## Aim of the task
Could you copy every line of the data that contains "MatrixBuffer"?

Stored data

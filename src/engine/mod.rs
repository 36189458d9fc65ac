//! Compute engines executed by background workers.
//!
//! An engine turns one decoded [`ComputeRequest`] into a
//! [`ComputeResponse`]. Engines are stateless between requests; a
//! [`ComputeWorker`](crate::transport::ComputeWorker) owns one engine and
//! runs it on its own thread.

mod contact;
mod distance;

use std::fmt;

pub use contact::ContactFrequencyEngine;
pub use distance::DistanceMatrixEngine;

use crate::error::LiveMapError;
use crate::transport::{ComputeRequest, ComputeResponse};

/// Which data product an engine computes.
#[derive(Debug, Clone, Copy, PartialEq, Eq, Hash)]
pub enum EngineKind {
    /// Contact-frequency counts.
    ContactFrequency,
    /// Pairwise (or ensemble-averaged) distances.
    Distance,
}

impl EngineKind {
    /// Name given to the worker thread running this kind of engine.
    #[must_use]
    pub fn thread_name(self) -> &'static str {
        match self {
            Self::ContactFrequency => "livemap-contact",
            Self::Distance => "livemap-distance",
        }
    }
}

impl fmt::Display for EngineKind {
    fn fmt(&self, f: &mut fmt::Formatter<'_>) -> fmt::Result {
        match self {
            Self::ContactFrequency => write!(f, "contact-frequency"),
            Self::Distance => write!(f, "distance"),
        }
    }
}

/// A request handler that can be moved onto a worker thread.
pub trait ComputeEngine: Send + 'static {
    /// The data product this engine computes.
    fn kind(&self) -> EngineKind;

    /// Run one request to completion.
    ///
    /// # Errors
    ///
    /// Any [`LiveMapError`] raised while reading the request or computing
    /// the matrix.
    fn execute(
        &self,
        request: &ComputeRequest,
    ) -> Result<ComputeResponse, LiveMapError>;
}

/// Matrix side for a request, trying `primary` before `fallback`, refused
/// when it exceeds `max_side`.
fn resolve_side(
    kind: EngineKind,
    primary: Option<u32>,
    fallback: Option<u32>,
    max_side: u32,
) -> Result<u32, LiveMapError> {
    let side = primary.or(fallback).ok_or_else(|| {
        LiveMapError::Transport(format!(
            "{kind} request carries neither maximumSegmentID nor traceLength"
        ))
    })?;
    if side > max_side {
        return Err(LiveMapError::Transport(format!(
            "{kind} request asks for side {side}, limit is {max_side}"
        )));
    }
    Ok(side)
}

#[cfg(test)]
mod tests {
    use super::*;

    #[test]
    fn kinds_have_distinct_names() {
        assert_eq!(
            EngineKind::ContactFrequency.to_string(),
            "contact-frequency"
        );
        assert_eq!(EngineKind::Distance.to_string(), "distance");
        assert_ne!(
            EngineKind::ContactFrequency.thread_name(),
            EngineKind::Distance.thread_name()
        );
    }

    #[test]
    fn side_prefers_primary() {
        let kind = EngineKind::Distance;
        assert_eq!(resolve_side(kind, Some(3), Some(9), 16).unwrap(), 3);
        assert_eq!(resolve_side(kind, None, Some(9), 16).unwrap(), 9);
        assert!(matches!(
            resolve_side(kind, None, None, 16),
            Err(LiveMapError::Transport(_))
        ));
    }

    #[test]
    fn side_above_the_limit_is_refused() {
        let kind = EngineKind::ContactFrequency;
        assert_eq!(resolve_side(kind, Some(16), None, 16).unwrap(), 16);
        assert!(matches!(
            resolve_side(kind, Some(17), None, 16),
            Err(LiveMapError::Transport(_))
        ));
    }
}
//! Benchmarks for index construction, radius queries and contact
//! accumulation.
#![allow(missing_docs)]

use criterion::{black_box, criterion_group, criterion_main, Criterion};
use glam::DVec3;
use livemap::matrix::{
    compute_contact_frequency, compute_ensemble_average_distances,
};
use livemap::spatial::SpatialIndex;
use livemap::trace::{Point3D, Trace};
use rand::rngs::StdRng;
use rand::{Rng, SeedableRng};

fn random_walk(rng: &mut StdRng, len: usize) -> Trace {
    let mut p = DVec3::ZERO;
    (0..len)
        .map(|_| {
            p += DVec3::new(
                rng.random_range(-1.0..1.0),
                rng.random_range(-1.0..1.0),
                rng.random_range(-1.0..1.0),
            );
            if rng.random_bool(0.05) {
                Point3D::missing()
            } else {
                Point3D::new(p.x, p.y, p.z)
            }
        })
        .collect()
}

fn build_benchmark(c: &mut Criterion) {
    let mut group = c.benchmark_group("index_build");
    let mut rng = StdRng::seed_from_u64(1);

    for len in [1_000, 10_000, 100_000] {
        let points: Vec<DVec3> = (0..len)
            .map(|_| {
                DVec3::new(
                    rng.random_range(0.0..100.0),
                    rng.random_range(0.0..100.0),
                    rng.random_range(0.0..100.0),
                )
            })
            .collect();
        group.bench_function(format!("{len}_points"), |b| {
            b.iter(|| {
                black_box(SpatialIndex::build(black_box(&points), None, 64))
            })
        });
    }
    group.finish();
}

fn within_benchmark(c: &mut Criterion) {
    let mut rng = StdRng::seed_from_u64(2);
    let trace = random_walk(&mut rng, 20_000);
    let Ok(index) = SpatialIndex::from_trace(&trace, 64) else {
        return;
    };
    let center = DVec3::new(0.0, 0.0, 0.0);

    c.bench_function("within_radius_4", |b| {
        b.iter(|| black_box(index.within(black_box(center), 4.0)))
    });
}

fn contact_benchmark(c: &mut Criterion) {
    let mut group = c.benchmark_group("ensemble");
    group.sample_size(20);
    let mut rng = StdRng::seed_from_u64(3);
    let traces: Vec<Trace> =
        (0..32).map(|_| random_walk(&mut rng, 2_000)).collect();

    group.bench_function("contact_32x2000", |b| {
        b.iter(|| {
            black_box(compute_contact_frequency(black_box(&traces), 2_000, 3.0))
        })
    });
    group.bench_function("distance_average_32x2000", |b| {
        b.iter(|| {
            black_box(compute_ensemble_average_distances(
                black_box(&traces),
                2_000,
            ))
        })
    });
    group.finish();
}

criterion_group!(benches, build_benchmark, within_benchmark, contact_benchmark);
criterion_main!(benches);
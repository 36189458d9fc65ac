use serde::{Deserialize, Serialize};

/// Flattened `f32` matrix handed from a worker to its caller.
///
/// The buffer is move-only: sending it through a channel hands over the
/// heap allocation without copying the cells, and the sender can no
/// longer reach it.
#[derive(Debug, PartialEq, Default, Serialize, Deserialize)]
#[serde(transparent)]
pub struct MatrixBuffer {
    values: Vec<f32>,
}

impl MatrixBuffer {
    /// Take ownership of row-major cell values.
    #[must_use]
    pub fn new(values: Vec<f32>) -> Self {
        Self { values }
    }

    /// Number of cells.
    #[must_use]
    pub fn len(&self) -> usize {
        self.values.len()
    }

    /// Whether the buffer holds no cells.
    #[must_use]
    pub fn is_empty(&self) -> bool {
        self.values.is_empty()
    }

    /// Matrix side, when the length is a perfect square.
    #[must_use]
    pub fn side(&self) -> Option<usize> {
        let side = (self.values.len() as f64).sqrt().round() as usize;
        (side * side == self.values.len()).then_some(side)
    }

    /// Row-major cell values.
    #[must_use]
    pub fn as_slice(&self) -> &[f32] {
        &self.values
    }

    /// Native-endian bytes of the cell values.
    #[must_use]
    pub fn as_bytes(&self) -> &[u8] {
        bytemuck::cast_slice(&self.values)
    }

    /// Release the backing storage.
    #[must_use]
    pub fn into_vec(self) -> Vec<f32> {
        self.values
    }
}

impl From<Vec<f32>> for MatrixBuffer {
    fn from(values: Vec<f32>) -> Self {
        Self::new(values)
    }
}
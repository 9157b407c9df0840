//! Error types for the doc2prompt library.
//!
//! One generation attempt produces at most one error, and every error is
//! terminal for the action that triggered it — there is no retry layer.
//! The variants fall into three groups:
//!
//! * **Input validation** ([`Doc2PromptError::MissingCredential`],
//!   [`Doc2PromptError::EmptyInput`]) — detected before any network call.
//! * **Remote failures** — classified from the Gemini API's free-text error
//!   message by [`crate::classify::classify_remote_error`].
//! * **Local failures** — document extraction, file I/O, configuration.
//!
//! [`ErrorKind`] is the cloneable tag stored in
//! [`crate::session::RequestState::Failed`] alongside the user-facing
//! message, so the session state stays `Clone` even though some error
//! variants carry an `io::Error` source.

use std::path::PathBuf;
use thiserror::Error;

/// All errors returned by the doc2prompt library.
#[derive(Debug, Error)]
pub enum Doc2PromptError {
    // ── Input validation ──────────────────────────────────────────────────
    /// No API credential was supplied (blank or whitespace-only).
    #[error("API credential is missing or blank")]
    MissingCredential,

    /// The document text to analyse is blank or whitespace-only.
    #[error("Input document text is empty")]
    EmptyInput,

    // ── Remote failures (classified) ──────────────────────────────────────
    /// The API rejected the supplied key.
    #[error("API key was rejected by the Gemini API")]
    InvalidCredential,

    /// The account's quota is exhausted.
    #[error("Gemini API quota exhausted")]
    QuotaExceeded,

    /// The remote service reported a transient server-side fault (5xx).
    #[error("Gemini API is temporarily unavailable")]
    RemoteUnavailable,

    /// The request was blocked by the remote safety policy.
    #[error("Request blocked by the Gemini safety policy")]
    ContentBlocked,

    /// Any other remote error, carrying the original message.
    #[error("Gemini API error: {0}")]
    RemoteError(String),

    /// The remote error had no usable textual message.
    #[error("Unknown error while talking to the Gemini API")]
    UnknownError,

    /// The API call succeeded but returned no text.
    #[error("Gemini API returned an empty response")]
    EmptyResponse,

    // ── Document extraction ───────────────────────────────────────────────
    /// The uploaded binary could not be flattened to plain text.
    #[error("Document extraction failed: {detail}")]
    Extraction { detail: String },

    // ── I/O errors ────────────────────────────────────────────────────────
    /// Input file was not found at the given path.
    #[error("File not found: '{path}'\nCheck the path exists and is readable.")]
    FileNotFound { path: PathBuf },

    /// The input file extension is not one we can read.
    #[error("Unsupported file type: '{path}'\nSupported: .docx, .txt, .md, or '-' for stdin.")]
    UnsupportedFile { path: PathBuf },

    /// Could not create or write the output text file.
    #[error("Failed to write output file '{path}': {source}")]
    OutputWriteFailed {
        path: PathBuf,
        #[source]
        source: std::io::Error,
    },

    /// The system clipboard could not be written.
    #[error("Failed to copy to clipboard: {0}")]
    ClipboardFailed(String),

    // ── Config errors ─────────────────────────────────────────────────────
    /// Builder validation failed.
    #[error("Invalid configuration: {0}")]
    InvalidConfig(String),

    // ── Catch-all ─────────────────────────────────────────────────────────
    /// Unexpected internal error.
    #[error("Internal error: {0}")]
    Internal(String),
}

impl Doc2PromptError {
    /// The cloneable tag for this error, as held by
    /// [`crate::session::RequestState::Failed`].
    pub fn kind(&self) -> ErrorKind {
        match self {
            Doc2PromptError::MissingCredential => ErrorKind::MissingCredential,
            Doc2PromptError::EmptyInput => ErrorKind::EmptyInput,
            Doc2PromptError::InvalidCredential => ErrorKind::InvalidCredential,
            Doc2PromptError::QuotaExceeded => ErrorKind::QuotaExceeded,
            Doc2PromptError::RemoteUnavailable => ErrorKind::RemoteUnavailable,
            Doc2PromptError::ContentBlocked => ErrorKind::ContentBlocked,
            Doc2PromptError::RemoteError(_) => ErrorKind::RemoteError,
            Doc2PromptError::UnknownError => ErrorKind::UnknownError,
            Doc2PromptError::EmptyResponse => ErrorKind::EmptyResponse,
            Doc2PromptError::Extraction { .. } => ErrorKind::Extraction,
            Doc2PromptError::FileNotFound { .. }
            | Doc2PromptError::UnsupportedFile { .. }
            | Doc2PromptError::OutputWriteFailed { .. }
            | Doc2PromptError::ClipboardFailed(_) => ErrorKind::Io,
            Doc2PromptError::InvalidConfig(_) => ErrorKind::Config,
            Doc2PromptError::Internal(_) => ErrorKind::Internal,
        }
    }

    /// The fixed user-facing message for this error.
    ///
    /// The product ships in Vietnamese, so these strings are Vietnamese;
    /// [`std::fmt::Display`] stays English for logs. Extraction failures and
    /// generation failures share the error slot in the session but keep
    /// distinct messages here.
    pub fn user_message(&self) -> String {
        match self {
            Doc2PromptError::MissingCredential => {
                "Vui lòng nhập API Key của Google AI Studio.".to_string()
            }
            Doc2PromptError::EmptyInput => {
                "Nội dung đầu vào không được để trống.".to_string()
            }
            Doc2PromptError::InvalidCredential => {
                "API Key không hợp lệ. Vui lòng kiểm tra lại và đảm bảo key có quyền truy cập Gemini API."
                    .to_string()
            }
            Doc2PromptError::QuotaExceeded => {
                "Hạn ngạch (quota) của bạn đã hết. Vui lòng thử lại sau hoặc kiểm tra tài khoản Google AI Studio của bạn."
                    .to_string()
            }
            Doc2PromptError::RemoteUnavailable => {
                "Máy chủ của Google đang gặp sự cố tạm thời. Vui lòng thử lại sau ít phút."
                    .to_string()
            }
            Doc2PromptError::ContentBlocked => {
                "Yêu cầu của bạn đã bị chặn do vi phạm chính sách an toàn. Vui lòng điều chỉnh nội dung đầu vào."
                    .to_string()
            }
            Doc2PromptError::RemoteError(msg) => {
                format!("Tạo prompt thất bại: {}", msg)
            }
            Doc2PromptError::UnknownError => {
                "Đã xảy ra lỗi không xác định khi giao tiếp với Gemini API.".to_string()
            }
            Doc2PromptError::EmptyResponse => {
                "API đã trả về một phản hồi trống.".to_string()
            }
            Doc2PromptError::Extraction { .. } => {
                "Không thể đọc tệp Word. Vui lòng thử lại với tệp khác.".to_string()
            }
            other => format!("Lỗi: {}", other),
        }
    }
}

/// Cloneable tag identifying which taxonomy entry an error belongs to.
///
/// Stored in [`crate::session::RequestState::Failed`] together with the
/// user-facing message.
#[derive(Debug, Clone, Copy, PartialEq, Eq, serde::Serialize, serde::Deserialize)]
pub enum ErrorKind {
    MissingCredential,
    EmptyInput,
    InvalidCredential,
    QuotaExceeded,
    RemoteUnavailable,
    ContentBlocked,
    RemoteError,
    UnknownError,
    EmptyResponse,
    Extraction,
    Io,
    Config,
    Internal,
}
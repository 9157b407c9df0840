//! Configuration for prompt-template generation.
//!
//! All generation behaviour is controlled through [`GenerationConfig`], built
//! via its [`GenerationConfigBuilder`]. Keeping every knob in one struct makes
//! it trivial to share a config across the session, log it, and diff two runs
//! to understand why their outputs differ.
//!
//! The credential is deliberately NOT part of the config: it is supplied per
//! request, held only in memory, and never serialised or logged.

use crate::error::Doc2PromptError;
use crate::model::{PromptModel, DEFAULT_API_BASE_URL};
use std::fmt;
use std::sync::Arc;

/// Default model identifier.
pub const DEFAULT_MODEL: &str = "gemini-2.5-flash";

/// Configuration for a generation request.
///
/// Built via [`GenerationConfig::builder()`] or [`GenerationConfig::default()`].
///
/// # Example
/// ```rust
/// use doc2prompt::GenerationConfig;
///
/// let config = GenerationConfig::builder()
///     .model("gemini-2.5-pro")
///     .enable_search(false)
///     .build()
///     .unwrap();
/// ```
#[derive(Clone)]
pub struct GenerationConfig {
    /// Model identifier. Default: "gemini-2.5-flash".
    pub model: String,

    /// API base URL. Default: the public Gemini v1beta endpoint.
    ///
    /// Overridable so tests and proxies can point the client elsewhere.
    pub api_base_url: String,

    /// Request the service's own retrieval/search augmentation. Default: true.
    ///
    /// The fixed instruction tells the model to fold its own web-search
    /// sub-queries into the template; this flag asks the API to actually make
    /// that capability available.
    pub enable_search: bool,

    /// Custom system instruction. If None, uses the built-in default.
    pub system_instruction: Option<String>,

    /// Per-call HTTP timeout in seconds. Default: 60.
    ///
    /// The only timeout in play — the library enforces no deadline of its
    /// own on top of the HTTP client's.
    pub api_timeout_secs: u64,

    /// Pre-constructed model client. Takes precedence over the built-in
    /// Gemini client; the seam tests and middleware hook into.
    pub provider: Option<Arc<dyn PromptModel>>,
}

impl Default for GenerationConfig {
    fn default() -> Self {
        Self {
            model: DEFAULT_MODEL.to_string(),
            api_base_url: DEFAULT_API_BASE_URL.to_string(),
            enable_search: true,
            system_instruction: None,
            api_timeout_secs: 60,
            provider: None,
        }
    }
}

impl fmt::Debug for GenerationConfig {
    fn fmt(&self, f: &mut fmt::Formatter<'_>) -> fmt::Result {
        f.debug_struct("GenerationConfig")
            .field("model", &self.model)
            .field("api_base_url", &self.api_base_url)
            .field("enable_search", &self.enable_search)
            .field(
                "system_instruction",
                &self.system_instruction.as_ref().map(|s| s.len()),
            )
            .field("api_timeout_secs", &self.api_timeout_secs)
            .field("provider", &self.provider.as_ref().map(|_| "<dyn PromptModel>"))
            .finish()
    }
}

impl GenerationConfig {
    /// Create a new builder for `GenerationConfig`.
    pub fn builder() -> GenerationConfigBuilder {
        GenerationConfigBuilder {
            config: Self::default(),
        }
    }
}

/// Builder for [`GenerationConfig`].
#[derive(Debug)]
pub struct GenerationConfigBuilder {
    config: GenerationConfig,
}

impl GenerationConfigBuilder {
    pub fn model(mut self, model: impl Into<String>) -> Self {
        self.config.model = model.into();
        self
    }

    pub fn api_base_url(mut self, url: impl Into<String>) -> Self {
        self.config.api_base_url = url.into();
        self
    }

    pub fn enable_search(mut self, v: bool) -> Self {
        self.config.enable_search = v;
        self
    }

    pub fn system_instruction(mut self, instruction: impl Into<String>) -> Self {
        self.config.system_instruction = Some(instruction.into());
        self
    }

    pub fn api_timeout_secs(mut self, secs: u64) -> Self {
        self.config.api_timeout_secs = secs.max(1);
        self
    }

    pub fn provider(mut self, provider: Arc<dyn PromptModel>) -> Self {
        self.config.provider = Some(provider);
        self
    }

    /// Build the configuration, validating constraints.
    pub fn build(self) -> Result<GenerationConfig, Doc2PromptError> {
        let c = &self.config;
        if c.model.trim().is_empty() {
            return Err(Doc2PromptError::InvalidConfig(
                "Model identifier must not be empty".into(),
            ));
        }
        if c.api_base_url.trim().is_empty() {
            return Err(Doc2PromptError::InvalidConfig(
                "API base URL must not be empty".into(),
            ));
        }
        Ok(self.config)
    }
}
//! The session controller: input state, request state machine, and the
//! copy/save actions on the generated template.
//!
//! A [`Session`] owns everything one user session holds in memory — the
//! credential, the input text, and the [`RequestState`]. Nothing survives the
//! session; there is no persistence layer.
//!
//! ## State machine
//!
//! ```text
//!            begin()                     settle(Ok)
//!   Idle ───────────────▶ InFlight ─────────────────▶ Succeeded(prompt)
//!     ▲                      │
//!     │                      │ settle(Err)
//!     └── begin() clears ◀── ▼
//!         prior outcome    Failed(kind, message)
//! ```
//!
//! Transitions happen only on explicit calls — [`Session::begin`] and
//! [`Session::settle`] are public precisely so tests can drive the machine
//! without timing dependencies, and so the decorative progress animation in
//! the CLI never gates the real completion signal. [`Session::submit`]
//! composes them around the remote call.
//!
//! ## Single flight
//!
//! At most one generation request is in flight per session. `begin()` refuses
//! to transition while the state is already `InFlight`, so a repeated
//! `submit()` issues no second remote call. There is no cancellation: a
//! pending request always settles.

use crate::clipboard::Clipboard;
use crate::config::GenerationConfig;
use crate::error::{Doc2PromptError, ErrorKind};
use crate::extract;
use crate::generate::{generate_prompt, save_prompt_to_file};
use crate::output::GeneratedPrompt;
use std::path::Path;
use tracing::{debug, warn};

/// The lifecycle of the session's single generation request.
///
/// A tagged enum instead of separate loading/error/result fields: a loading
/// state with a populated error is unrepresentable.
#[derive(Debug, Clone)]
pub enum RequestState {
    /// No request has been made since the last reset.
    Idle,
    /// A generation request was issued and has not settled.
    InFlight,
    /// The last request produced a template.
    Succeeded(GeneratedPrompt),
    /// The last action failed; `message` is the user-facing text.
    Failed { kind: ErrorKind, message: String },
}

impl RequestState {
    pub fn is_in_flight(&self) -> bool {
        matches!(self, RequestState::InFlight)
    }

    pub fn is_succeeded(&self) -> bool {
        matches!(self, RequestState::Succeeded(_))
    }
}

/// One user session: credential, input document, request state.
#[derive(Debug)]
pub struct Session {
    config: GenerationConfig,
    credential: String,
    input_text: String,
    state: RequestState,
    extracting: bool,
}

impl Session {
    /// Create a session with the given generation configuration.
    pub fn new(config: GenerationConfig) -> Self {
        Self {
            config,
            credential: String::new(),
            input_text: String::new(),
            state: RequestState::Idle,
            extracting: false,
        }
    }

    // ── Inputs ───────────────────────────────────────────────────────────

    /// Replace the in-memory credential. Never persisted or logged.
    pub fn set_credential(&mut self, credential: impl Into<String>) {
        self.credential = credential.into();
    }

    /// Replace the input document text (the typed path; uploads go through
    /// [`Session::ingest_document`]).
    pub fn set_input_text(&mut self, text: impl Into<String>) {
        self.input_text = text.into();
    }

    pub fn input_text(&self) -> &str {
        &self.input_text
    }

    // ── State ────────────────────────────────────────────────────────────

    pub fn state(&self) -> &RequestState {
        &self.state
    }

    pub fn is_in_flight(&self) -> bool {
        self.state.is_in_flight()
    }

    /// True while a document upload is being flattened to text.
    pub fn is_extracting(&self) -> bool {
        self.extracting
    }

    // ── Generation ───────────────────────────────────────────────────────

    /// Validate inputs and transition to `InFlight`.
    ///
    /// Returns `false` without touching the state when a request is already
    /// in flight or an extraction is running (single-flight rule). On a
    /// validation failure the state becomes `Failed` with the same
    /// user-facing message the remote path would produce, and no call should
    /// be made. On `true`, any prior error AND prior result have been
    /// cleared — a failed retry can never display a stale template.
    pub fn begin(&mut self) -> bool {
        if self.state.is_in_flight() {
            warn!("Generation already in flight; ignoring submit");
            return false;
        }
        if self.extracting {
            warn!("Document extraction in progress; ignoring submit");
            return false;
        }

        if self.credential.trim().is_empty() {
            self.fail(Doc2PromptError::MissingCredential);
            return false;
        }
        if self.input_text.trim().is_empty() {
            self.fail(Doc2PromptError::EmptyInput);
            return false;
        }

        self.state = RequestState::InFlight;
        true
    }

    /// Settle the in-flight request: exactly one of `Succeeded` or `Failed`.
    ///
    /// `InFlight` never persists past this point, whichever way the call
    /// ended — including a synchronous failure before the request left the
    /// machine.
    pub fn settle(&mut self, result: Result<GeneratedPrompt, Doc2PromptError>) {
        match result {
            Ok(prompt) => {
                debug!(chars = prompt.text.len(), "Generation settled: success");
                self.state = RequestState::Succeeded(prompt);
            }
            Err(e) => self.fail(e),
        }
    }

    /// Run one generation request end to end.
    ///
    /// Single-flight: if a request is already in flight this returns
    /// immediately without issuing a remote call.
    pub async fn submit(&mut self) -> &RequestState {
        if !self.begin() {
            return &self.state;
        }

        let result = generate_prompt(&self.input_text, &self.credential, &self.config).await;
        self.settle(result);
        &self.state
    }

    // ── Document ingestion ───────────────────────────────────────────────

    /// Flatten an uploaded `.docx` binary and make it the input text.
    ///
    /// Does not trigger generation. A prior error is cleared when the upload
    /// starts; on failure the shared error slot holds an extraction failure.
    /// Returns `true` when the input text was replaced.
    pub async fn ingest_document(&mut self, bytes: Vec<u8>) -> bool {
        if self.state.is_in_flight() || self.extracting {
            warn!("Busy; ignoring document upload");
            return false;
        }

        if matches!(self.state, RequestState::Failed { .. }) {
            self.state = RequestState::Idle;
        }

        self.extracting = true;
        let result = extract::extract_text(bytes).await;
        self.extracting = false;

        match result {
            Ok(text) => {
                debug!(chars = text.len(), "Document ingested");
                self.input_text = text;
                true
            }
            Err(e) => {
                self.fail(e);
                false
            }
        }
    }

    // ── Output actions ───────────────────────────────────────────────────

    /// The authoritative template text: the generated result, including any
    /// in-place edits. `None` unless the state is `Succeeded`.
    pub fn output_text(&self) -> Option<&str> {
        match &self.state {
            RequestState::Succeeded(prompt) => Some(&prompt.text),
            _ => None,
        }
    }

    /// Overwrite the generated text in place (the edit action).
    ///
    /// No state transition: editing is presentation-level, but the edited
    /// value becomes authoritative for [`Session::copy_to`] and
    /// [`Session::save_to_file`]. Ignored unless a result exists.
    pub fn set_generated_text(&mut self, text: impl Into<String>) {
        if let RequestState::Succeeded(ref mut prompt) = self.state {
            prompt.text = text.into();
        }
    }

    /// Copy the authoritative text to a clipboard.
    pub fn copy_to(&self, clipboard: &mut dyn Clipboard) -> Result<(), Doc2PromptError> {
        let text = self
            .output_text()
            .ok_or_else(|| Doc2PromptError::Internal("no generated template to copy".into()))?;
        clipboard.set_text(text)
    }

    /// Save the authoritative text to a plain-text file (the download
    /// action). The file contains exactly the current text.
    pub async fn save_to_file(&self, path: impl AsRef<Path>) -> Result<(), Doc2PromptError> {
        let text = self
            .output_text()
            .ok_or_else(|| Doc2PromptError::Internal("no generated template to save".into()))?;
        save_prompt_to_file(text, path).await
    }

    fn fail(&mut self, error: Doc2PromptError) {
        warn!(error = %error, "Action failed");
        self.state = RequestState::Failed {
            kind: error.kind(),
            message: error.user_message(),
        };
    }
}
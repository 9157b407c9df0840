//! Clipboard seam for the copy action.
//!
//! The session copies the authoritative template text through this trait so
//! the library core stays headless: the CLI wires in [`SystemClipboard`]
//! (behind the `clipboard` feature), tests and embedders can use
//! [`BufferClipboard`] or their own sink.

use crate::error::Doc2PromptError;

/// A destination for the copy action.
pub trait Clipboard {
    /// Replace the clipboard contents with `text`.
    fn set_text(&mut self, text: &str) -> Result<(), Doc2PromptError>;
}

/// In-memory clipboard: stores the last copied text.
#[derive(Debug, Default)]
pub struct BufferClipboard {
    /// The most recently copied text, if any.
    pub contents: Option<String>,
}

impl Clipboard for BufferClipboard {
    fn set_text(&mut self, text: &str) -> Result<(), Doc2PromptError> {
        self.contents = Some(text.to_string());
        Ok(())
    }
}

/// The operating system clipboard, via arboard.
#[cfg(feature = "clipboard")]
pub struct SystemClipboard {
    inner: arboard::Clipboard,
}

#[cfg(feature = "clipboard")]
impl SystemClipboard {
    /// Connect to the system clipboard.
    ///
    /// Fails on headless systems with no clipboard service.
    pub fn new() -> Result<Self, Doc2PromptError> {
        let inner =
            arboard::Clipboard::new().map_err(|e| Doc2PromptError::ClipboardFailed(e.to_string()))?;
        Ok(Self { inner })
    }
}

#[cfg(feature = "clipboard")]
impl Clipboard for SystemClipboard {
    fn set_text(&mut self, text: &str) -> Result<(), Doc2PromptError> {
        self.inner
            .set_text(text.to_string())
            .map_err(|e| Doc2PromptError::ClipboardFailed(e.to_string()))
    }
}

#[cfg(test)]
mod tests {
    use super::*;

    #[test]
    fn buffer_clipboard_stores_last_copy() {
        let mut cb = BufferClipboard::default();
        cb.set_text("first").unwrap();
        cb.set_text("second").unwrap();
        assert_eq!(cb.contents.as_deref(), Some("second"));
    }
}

## Answer space
pub struct MatrixBuffer {
impl MatrixBuffer {
impl From<Vec<f32>> for MatrixBuffer {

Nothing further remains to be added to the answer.